Sample Rails3, Vagrantfile and testing within Hudson CI

This README describes how to start up a Hudson CI server, create a VM and add it to Hudson CI server as a slave, and create/build a job to run this project's tests.

This app has a Vagrantfile and Chef recipes to create a VirtualBox VM ready for integration testing.

It includes a Java JRE so that Hudson CI can use the VM as a slave node, SSH into it, inject its slave.jar and automated it.

Preparation

For the tutorial on running CI tests through Hudson CI with VM instances constructed by Vagrant, there are a couple preparation steps:

git clone git://github.com/drnic/railsapp-vagrant.git
cd railsapp-vagrant

Next, install VirtualBox.

Vagrant

Install Vagrant and download the Ubuntu Lucid 32bit VirtualBox image:

gem install vagrant -v 0.6.7 # if other version, the replace '0.6.7' in instructions below
vagrant box add base http://files.vagrantup.com/lucid32.box

Then to spin up a VM for this Rails app (takes 10 minutes, mostly due to installing Java JRE, I think):

vagrant init base
vagrant up

To access this project within the VM:

vagrant ssh
$ cd /vagrant/
$ rake test
/vagrant/db/schema.rb doesn't exist yet.

Quick fix of VM

When I do this the ~/.gem folder is owned by root and not the vagrant user.
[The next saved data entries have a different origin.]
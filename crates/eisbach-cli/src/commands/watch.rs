//! Watch command implementation.
//!
//! Polls the water level at a fixed interval, printing one line per reading.
//! On exit the live window is charted.

use std::path::PathBuf;
use std::time::Duration;

use anyhow::{Result, bail};
use eisbach_core::{FetchOutcome, Tracker, ViewMode};
use serde::Serialize;
use time::OffsetDateTime;

use crate::cli::OutputFormat;
use crate::format::{FormatOptions, format_chart_text, format_watch_line};
use crate::util::{with_status, write_output};

/// Arguments for the watch command.
pub struct WatchArgs<'a> {
    pub interval: u64,
    pub count: u32,
    pub format: OutputFormat,
    pub output: Option<&'a PathBuf>,
    pub quiet: bool,
    pub opts: &'a FormatOptions,
}

#[derive(Serialize)]
struct WatchRecord {
    #[serde(with = "time::serde::rfc3339")]
    timestamp: OffsetDateTime,
    water_level: Option<f64>,
    water_flow: Option<f64>,
    alert: bool,
}

pub async fn cmd_watch(tracker: &Tracker, args: WatchArgs<'_>) -> Result<()> {
    let WatchArgs {
        interval,
        count,
        format,
        output,
        quiet,
        opts,
    } = args;

    if interval == 0 {
        bail!("Interval must be at least 1 second");
    }

    if !quiet {
        eprintln!(
            "Watching water level every {}s (Ctrl+C to stop)...",
            interval
        );
    }

    let mut ticker = tokio::time::interval(Duration::from_secs(interval));
    ticker.set_missed_tick_behavior(tokio::time::MissedTickBehavior::Delay);
    let line_opts = FormatOptions {
        compact: true,
        ..*opts
    };

    let mut readings_taken: u32 = 0;
    let mut collected = String::new();

    loop {
        if count > 0 && readings_taken >= count {
            break;
        }

        tokio::select! {
            _ = tokio::signal::ctrl_c() => {
                eprintln!();
                break;
            }
            _ = ticker.tick() => {}
        }

        let water = tracker.water();
        let outcome = with_status(water.conditions().status(), quiet, water.refresh()).await;
        readings_taken += 1;

        match outcome {
            FetchOutcome::Fresh => {
                let current = tracker.water().current();
                let record = WatchRecord {
                    timestamp: OffsetDateTime::now_utc(),
                    water_level: current.as_ref().and_then(|c| c.water_level),
                    water_flow: current.as_ref().and_then(|c| c.water_flow),
                    alert: tracker.water().alert(),
                };
                let line = match format {
                    OutputFormat::Json => line_opts.to_json(&record)?,
                    OutputFormat::Text => format_watch_line(
                        record.timestamp,
                        record.water_level,
                        record.water_flow,
                        record.alert,
                        opts,
                    ),
                };
                if output.is_some() {
                    collected.push_str(&line);
                } else {
                    write_output(None, &line)?;
                }
            }
            FetchOutcome::Failed => {
                let message = tracker
                    .water()
                    .conditions()
                    .state()
                    .error_message
                    .unwrap_or_default();
                eprintln!("Error: {message}");
            }
            _ => {}
        }
    }

    if !quiet {
        eprintln!("Completed {} readings.", readings_taken);
    }

    if format == OutputFormat::Text && tracker.water().live_len() > 1 {
        let chart = format_chart_text(&tracker.water().chart(ViewMode::Hourly), ViewMode::Hourly, opts);
        if output.is_some() {
            collected.push('\n');
            collected.push_str(&chart);
        } else {
            write_output(None, &format!("\n{chart}"))?;
        }
    }

    if output.is_some() {
        write_output(output, &collected)?;
    }
    Ok(())
}

#[cfg(test)]
mod tests {
    use super::*;
    use std::sync::Arc;

    use eisbach_core::{MockResponse, MockTransport, SourceContext, WaterConditions, endpoints};

    #[tokio::test(start_paused = true)]
    async fn test_watch_writes_readings_to_file() {
        let transport = Arc::new(MockTransport::new());
        for level in [150.0, 138.0] {
            transport.enqueue_get(
                endpoints::WATER_CONDITIONS,
                MockResponse::json(&WaterConditions {
                    request_date: String::new(),
                    water_level: Some(level),
                    water_flow: Some(20.0),
                }),
            );
        }
        let tracker = Tracker::new(SourceContext::new(transport.clone()));
        let dir = tempfile::tempdir().unwrap();
        let path = dir.path().join("watch.ndjson");
        let opts = FormatOptions {
            no_color: true,
            ..FormatOptions::default()
        };

        cmd_watch(
            &tracker,
            WatchArgs {
                interval: 60,
                count: 2,
                format: OutputFormat::Json,
                output: Some(&path),
                quiet: true,
                opts: &opts,
            },
        )
        .await
        .unwrap();

        let content = std::fs::read_to_string(&path).unwrap();
        let lines: Vec<serde_json::Value> = content
            .lines()
            .map(|l| serde_json::from_str(l).unwrap())
            .collect();
        assert_eq!(lines.len(), 2);
        assert_eq!(lines[0]["water_level"], 150.0);
        assert_eq!(lines[0]["alert"], false);
        assert_eq!(lines[1]["alert"], true);
        assert_eq!(transport.call_count(endpoints::WATER_CONDITIONS), 2);
        assert_eq!(tracker.water().live_len(), 2);
    }

    #[tokio::test]
    async fn test_zero_interval_rejected() {
        let tracker = Tracker::new(SourceContext::new(Arc::new(MockTransport::new())));
        let opts = FormatOptions::default();
        let result = cmd_watch(
            &tracker,
            WatchArgs {
                interval: 0,
                count: 1,
                format: OutputFormat::Text,
                output: None,
                quiet: true,
                opts: &opts,
            },
        )
        .await;
        assert!(result.is_err());
    }
}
This isn't correct. Fix it within the VM:

$ sudo chown vagrant:vagrant ~/.gem
$ exit

Testing within Hudson CI

You can add this VM into Hudson CI as a slave, create a Hudson job for this project, and restrict it to running the tests only within this VM. This will ensure that you have all the system/utility/ruby requirements for your tests. Ideally, these will match your production deployment environment.

To experiment with Hudson CI:

gem install hudson
hudson server

This spins up Hudson CI at http://localhost:3010.

In another terminal, add the VM as a slave node:

$ hudson add_node localhost --name "VM" \
    --label railsapp-vagrant \
    --slave-port 2222 \
    --slave-user vagrant \
    --slave-fs /vagrant/tmp/hudson-slave \
    --master-key /Library/Ruby/Gems/1.8/gems/vagrant-0.6.7/keys/vagrant \
    --host localhost --port 3010

$ hudson nodes --host localhost --port 3001
master
VM

Visit your Hudson CI to see the Slave node registered as "VM" on the left hand side.

To add this Rails3 application as a CI job in Hudson:

hudson create . --template rails3 --assigned-node railsapp-vagrant

Note: the --host and --port flags are only required when you want the hudson CLI to change/set which Hudson CI master it is communicating with. Well, that's how the CLI works at the time of writing.

Visit your Hudson CI and see a new job in the list and it should start building automatically. Click through and find the Output Log to see the build in progress. It should end up with SUCCESS!